Her an Vader’ın askerlerinden biri tarafından vurulabilirdi. İri ve güçlüydü ama kazanamazdı; onu vuracak –
Han, Wookiee’ye bağırarak onu sakinleştirmeye çalıştı.
Leia, donmuş kalmış bu olanlara inanmakta güçlük çekiyordu.
Han konuşmaya devam etti: “Chewie, başka fırsatlar da olacak! Prenses, ona göz kulak olman gerekiyordu. Duydun mu beni?”
Han’ın sözde arkadaşı Lando Calrissian’ın onları Darh Vader’a sattığı Bespin’deki Cloud City’nin altında karanlık bir odadaydılar. Çevrelerini saran altın rengi bir ışık durumu daha da inanılmaz hale getiriyordu. Chewbacca, Han’a baktı, yarı sökülü haldeki Threepio Wookiee’nin sırtındaki bir çantada duruyordu. Hain Calrissian vahşi bir hayvanmış gibi uzak bir köşede tutuluyordu. Ortalık muhafızlar, teknisyenler ve kelle avcılarından geçilmiyordu. Vader’ın varlığı ve likit karbonun kokusu etraflarındaki havaya sinmiş ve morgla mezarlığın karışımı bir kokuya dönüşmüştü.

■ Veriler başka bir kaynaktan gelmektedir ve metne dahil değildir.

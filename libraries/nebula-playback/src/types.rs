//! Core types for playback management

use nebula_core::Track;
use serde::{Deserialize, Serialize};

/// Snapshot of what is playing and what plays next
///
/// `current_index` is `None` when nothing in the queue is current (the
/// queue is empty, or the playing track is not part of it). When it is
/// `Some(i)`, `queue[i]` is the current track.
#[derive(Debug, Clone, Default, PartialEq, Serialize, Deserialize)]
pub struct PlaybackState {
    /// Track currently loaded in the sink, merged with its stream URL
    pub current_track: Option<Track>,

    /// Ordered play queue
    pub queue: Vec<Track>,

    /// Position of the current track within `queue`
    pub current_index: Option<usize>,
}

impl PlaybackState {
    /// Whether `queue[current_index]` is the current track
    pub fn is_consistent(&self) -> bool {
        match (self.current_index, &self.current_track) {
            (None, _) => true,
            (Some(i), Some(current)) => self.queue.get(i).is_some_and(|t| t.id == current.id),
            (Some(_), None) => false,
        }
    }
}

/// Skip direction for [`advance`](crate::PlaybackController::advance)
#[derive(Debug, Clone, Copy, PartialEq, Eq, Serialize, Deserialize)]
pub enum Direction {
    /// Following track in the queue
    Next,

    /// Preceding track in the queue
    Previous,
}

/// Result of a play request
#[derive(Debug, Clone, Copy, PartialEq, Eq)]
pub enum PlayOutcome {
    /// Track handed to the sink and committed as now playing
    Started,

    /// Nothing changed
    Ignored(IgnoreReason),
}

impl PlayOutcome {
    /// Whether the request started playback
    pub fn is_started(self) -> bool {
        matches!(self, PlayOutcome::Started)
    }
}

/// Why a play request left state untouched
#[derive(Debug, Clone, Copy, PartialEq, Eq)]
pub enum IgnoreReason {
    /// Track has no id
    MissingTrackId,

    /// No stream URL could be resolved
    Unresolved,

    /// A newer play request was issued while this one was resolving
    Superseded,

    /// Skip target is outside the queue
    OutOfRange,
}

/// Configuration for the playback engine
#[derive(Debug, Clone, Serialize, Deserialize)]
#[serde(default)]
pub struct PlaybackConfig {
    /// Recent history capacity (default: 10)
    pub history_size: usize,

    /// Maximum resolved stream URLs kept in memory (default: 256)
    pub stream_cache_capacity: usize,

    /// Seconds a resolved stream URL stays valid (default: 1800, `None` = forever)
    pub stream_cache_ttl_secs: Option<u64>,

    /// Seconds between background liked-set refreshes (default: 300)
    pub like_refresh_interval_secs: u64,

    /// Initial volume in `[0, 1]` (default: 1.0)
    pub initial_volume: f32,

    /// Initial repeat flag (default: false)
    pub repeat: bool,
}

impl Default for PlaybackConfig {
    fn default() -> Self {
        Self {
            history_size: 10,
            stream_cache_capacity: 256,
            stream_cache_ttl_secs: Some(30 * 60),
            like_refresh_interval_secs: 300,
            initial_volume: 1.0,
            repeat: false,
        }
    }
}

#[cfg(test)]
mod tests {
    use super::*;

    #[test]
    fn default_config() {
        let config = PlaybackConfig::default();
        assert_eq!(config.history_size, 10);
        assert_eq!(config.stream_cache_capacity, 256);
        assert_eq!(config.stream_cache_ttl_secs, Some(1800));
        assert_eq!(config.initial_volume, 1.0);
        assert!(!config.repeat);
    }

    #[test]
    fn consistency_check() {
        let a = Track::new("a", "A", "X");
        let b = Track::new("b", "B", "X");

        let mut state = PlaybackState {
            current_track: Some(b.clone()),
            queue: vec![a.clone(), b.clone()],
            current_index: Some(1),
        };
        assert!(state.is_consistent());

        state.current_index = Some(0);
        assert!(!state.is_consistent());

        state.current_index = Some(5);
        assert!(!state.is_consistent());

        state.current_index = None;
        assert!(state.is_consistent());
    }
}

Chewie’yi kelepçelemek için daha fazla muhafız geldi. Wookiee artık daha sakindi. Han’ı anlamıştı. Hoşuna gitmemişti ama anlamıştı. Muhafızların kendisini kelepçelemesine izin verdi.
Han ve Leia birbirlerine baktılar. Bu olamaz, diye düşündü Leia. Şimdi değil.
İkisi de duygularına hakim olamamıştı. Mıknatıs gibi birbirlerini çektiler ve sarıldılar. Tutku ve umutla dolu olarak sarılıp öpüştüler –umutsuzlukla ve külle çevrili oldukları halde.
İki stormtrooper Han’ı iterek götürdü ve dondurucu panelinin üzerindeki uzun levhaya dayadılar.
Leia’nın dudaklarından kontrolü dışında sözcükler dökülmeye başladı. “Seni seviyorum!”
Soğukkanlılığını hâlâ yitirmemiş olan Han cevap verdi. “Biliyorum.”
Han’ın yarı boyundaki Ugnaught teknisyen yaklaştı, Han’ın ellerini çözdü ve çekildi.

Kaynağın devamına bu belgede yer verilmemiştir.